T. Sandhya Kumari1, Ch. Anitha Bhavani2, K. Sreedhar3

1 Assoc. Professor, E.C.E. Dept., Vignans Institute of Engineering for Women, Visakhapatnam.

2 M.Tech, Chaitanya Engineering College, Visakhapatnam.

3 Asst. Professor, E.C.E. Dept., Chaitanya Engineering College, Visakhapatnam.

Abstract

A fast and improved switching median filter using an adaptive window is proposed for the removal of impulse noise. The proposed method uses an adaptive window for both noise detection and filtering. The probability of noise within an imposed window is calculated and depending on the noise density the window size is changed. Once the window size is determined, the pixels are classified and these detected pixels are filtered by using an adaptive window which further depends on the noise density calculated during noise detection. By making the window adaptive for both noise detection and filtering this method showed superior performance in terms of computational time without deteriorating the filtering performance in terms of subjective quality (visual quality) and objective quality (PSNR). The performance of the proposed method is demonstrated by the results obtained from simulations on various images.

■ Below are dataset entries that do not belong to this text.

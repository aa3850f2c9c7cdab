//! Vote ledger — per-round, per-voter "already voted" flags.
//!
//! The ledger is the only writer of [`VoteRecord`]s. Marking is a single
//! check-and-insert on the underlying store, so two attempts for the same
//! (round, voter) can never both succeed. Records of superseded rounds are
//! pruned by the node after the round advances; they are never consulted
//! for admission because votes only ever target the current round.

use tally_store::{StoreError, VoteRecord, VoteStore};
use tally_types::{Address, Round, TxHash};

use crate::error::OracleError;

pub struct VoteLedger<'a> {
    store: &'a dyn VoteStore,
}

impl<'a> VoteLedger<'a> {
    pub fn new(store: &'a dyn VoteStore) -> Self {
        Self { store }
    }

    /// Whether `voter` already has an admitted vote in `round`. Read-only.
    pub fn has_voted(&self, round: Round, voter: &Address) -> Result<bool, OracleError> {
        Ok(self.store.has_vote(round, voter)?)
    }

    /// Record an admitted vote.
    ///
    /// Fails with [`OracleError::AlreadyVoted`] if the flag is already set.
    pub fn mark_voted(
        &self,
        round: Round,
        voter: &Address,
        tx_hash: TxHash,
        payload: Vec<u8>,
    ) -> Result<VoteRecord, OracleError> {
        let record = VoteRecord {
            round,
            voter: *voter,
            tx_hash,
            payload,
        };
        match self.store.insert_vote(&record) {
            Ok(()) => Ok(record),
            Err(StoreError::Duplicate(_)) => Err(OracleError::AlreadyVoted {
                voter: *voter,
                round,
            }),
            Err(e) => Err(e.into()),
        }
    }

    /// The admitted vote of `voter` in `round`, if any.
    pub fn record(&self, round: Round, voter: &Address) -> Result<Option<VoteRecord>, OracleError> {
        Ok(self.store.get_vote(round, voter)?)
    }

    /// Every admitted vote of `round`.
    pub fn round_votes(&self, round: Round) -> Result<Vec<VoteRecord>, OracleError> {
        Ok(self.store.votes_in_round(round)?)
    }

    /// First round whose records survive pruning at `current`.
    pub fn prune_cutoff(current: Round, keep: u64) -> Round {
        Round::new(current.as_u64().saturating_sub(keep))
    }

    /// Drop records of rounds older than `current − keep`.
    pub fn prune(&self, current: Round, keep: u64) -> Result<u64, OracleError> {
        let cutoff = Self::prune_cutoff(current, keep);
        let removed = self.store.prune_before(cutoff)?;
        if removed > 0 {
            tracing::debug!(removed, cutoff = cutoff.as_u64(), "pruned superseded vote records");
        }
        Ok(removed)
    }
}

#[cfg(test)]
mod tests {
    use super::*;
    use tally_nullables::NullStore;

    fn voter(b: u8) -> Address {
        Address::repeat(b)
    }

    #[test]
    fn mark_then_has_voted() {
        let store = NullStore::new();
        let ledger = VoteLedger::new(&store);
        let r = Round::new(1);
        assert!(!ledger.has_voted(r, &voter(1)).unwrap());
        ledger.mark_voted(r, &voter(1), TxHash::ZERO, vec![]).unwrap();
        assert!(ledger.has_voted(r, &voter(1)).unwrap());
        assert!(!ledger.has_voted(r, &voter(2)).unwrap());
    }

    #[test]
    fn second_mark_fails_with_already_voted() {
        let store = NullStore::new();
        let ledger = VoteLedger::new(&store);
        let r = Round::new(3);
        ledger.mark_voted(r, &voter(1), TxHash::ZERO, vec![1]).unwrap();
        let err = ledger
            .mark_voted(r, &voter(1), TxHash::new([1; 32]), vec![2])
            .unwrap_err();
        assert!(matches!(err, OracleError::AlreadyVoted { .. }));
        // first record is untouched
        let rec = ledger.record(r, &voter(1)).unwrap().unwrap();
        assert_eq!(rec.payload, vec![1]);
        assert_eq!(rec.tx_hash, TxHash::ZERO);
    }

    #[test]
    fn flags_are_round_scoped() {
        let store = NullStore::new();
        let ledger = VoteLedger::new(&store);
        ledger.mark_voted(Round::new(1), &voter(1), TxHash::ZERO, vec![]).unwrap();
        assert!(!ledger.has_voted(Round::new(2), &voter(1)).unwrap());
        ledger.mark_voted(Round::new(2), &voter(1), TxHash::ZERO, vec![]).unwrap();
    }

    #[test]
    fn prune_keeps_recent_rounds() {
        let store = NullStore::new();
        let ledger = VoteLedger::new(&store);
        for r in 0..5 {
            ledger.mark_voted(Round::new(r), &voter(1), TxHash::ZERO, vec![]).unwrap();
        }
        assert_eq!(ledger.prune(Round::new(4), 1).unwrap(), 3);
        assert!(!ledger.has_voted(Round::new(2), &voter(1)).unwrap());
        assert!(ledger.has_voted(Round::new(3), &voter(1)).unwrap());
        assert!(ledger.has_voted(Round::new(4), &voter(1)).unwrap());
    }

    #[test]
    fn queries_do_not_mutate() {
        let store = NullStore::new();
        let ledger = VoteLedger::new(&store);
        for _ in 0..3 {
            assert!(!ledger.has_voted(Round::new(1), &voter(1)).unwrap());
        }
        assert!(ledger.round_votes(Round::new(1)).unwrap().is_empty());
    }
}
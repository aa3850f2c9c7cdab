//! Transaction hash type.

use blake2::digest::consts::U32;
use blake2::{Blake2b, Digest};
use serde::{Deserialize, Serialize};
use std::fmt;

type Blake2b256 = Blake2b<U32>;

/// A 32-byte transaction hash.
#[derive(Clone, Copy, PartialEq, Eq, PartialOrd, Ord, Hash, Default, Serialize, Deserialize)]
pub struct TxHash([u8; 32]);

impl TxHash {
    pub const ZERO: Self = Self([0u8; 32]);

    pub fn new(bytes: [u8; 32]) -> Self {
        Self(bytes)
    }

    /// Blake2b-256 over the canonical encoding of a transaction.
    pub fn digest(data: &[u8]) -> Self {
        let mut hasher = Blake2b256::new();
        hasher.update(data);
        let mut output = [0u8; 32];
        output.copy_from_slice(&hasher.finalize());
        Self(output)
    }

    pub fn as_bytes(&self) -> &[u8; 32] {
        &self.0
    }

    pub fn is_zero(&self) -> bool {
        self.0 == [0u8; 32]
    }
}

impl fmt::Debug for TxHash {
    fn fmt(&self, f: &mut fmt::Formatter<'_>) -> fmt::Result {
        write!(f, "TxHash({})", hex::encode(&self.0[..4]))
    }
}

impl fmt::Display for TxHash {
    fn fmt(&self, f: &mut fmt::Formatter<'_>) -> fmt::Result {
        write!(f, "0x{}", hex::encode(self.0))
    }
}

#[cfg(test)]
mod tests {
    use super::*;

    #[test]
    fn digest_is_deterministic() {
        assert_eq!(TxHash::digest(b"vote"), TxHash::digest(b"vote"));
        assert_ne!(TxHash::digest(b"vote"), TxHash::digest(b"transfer"));
    }

    #[test]
    fn digest_of_empty_input_is_not_zero() {
        assert!(!TxHash::digest(&[]).is_zero());
    }
}
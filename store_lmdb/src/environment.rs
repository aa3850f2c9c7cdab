//! LMDB environment setup.

use std::path::{Path, PathBuf};
use std::sync::Arc;

use heed::types::Bytes;
use heed::{Database, Env, EnvOpenOptions};

use crate::account::LmdbAccountStore;
use crate::meta::LmdbMetaStore;
use crate::migration::Migrator;
use crate::vote::LmdbVoteStore;
use crate::write_batch::WriteBatch;
use crate::LmdbError;

/// Number of named databases the node opens.
const MAX_DBS: u32 = 3;

/// Default map size: 1 GiB.
pub const DEFAULT_MAP_SIZE: usize = 1 << 30;

/// Wraps the LMDB environment and all database handles.
pub struct LmdbEnvironment {
    env: Arc<Env>,
    path: PathBuf,
    pub(crate) accounts_db: Database<Bytes, Bytes>,
    pub(crate) votes_db: Database<Bytes, Bytes>,
    pub(crate) meta_db: Database<Bytes, Bytes>,
}

impl LmdbEnvironment {
    /// Open or create an LMDB environment at the given path.
    pub fn open(path: &Path, map_size: usize) -> Result<Self, LmdbError> {
        std::fs::create_dir_all(path)?;
        // SAFETY: the node opens each data directory once per process and
        // never truncates the memory-mapped file while it is open.
        let env = unsafe {
            EnvOpenOptions::new()
                .map_size(map_size)
                .max_dbs(MAX_DBS)
                .open(path)?
        };

        let mut wtxn = env.write_txn()?;
        let accounts_db = env.create_database(&mut wtxn, Some("accounts"))?;
        let votes_db = env.create_database(&mut wtxn, Some("votes"))?;
        let meta_db = env.create_database(&mut wtxn, Some("meta"))?;
        wtxn.commit()?;

        let this = Self {
            env: Arc::new(env),
            path: path.to_path_buf(),
            accounts_db,
            votes_db,
            meta_db,
        };
        Migrator::run(&this.meta_store())?;

        tracing::info!(path = %path.display(), map_size, "opened LMDB environment");
        Ok(this)
    }

    pub fn env(&self) -> &Env {
        &self.env
    }

    pub fn path(&self) -> &Path {
        &self.path
    }

    pub fn account_store(&self) -> LmdbAccountStore {
        LmdbAccountStore {
            env: Arc::clone(&self.env),
            accounts_db: self.accounts_db,
        }
    }

    pub fn vote_store(&self) -> LmdbVoteStore {
        LmdbVoteStore {
            env: Arc::clone(&self.env),
            votes_db: self.votes_db,
        }
    }

    pub fn meta_store(&self) -> LmdbMetaStore {
        LmdbMetaStore {
            env: Arc::clone(&self.env),
            meta_db: self.meta_db,
        }
    }

    /// Begin a write batch; see [`WriteBatch`].
    pub fn write_batch(&self) -> Result<WriteBatch<'_>, LmdbError> {
        WriteBatch::new(self)
    }
}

Keywords: Adaptive window, Impulse Noise, Switching Median Filter.

1. Introduction

   Digital images are usually corrupted by noise during image acquisition, transmission and processing. The impulse noise is the one which severely degrades the image quality and causes a great loss of information details. Hence, it is required to eliminate such noise before subsequent processing such as edge detection, image segmentation and object recognition. Various filtering techniques have been proposed for the removal of this impulse noise. Initially, linear filters are implemented which are easier to design and implement. But, they produce serious image blurring. As a result, nonlinear filters have been proposed. The widely used filter under non-linear class is the median filter [1].Because of its simplicity in implementation, several modifications are made to the median filter which led to the development of various filters such as centre- weighted filter[2], weighted median filter[3].

   Conventional median filters when applied uniformly over the entire image degrade the image quality. This led to the development of switching median filters which incorporates noise detection mechanism prior to filtering. The switching median filter incorporating Boundary Discriminative Noise Detection (BDND) [4] is found to show superior performance especially for images corrupted with high noise densities. This method employs a 21×21 window for noise detection and classifies the pixel into a corrupted pixel or uncorrupted pixel based on the boundaries calculated during the detection process. However, the second iteration will be invoked to further examine whether the detected pixel is corrupted or uncorrupted based on a more confined local statistics using a 3×3 window. An adaptive window is used for filtering based on the number of uncorrupted pixels within the prescribed window. This method showed superior performance for images corrupted with high noise densities (up to 80%) when compared to other methods [5-8] in terms of peak signal-to-noise ratio (PSNR).

   Two modifications to the filtering step in BDND are implemented [9] which results in the improvement in PSNR compared to BDND. In this method, the filtering window is expanded based on the percentage of uncorrupted pixels that is expected to be found in the filtering window. Secondly, the new pixel value incorporates the spatial relation between the noisy pixel and the uncorrupted pixels in the window and also the relation between the values in a set of uncorrupted pixels and the new pixel value.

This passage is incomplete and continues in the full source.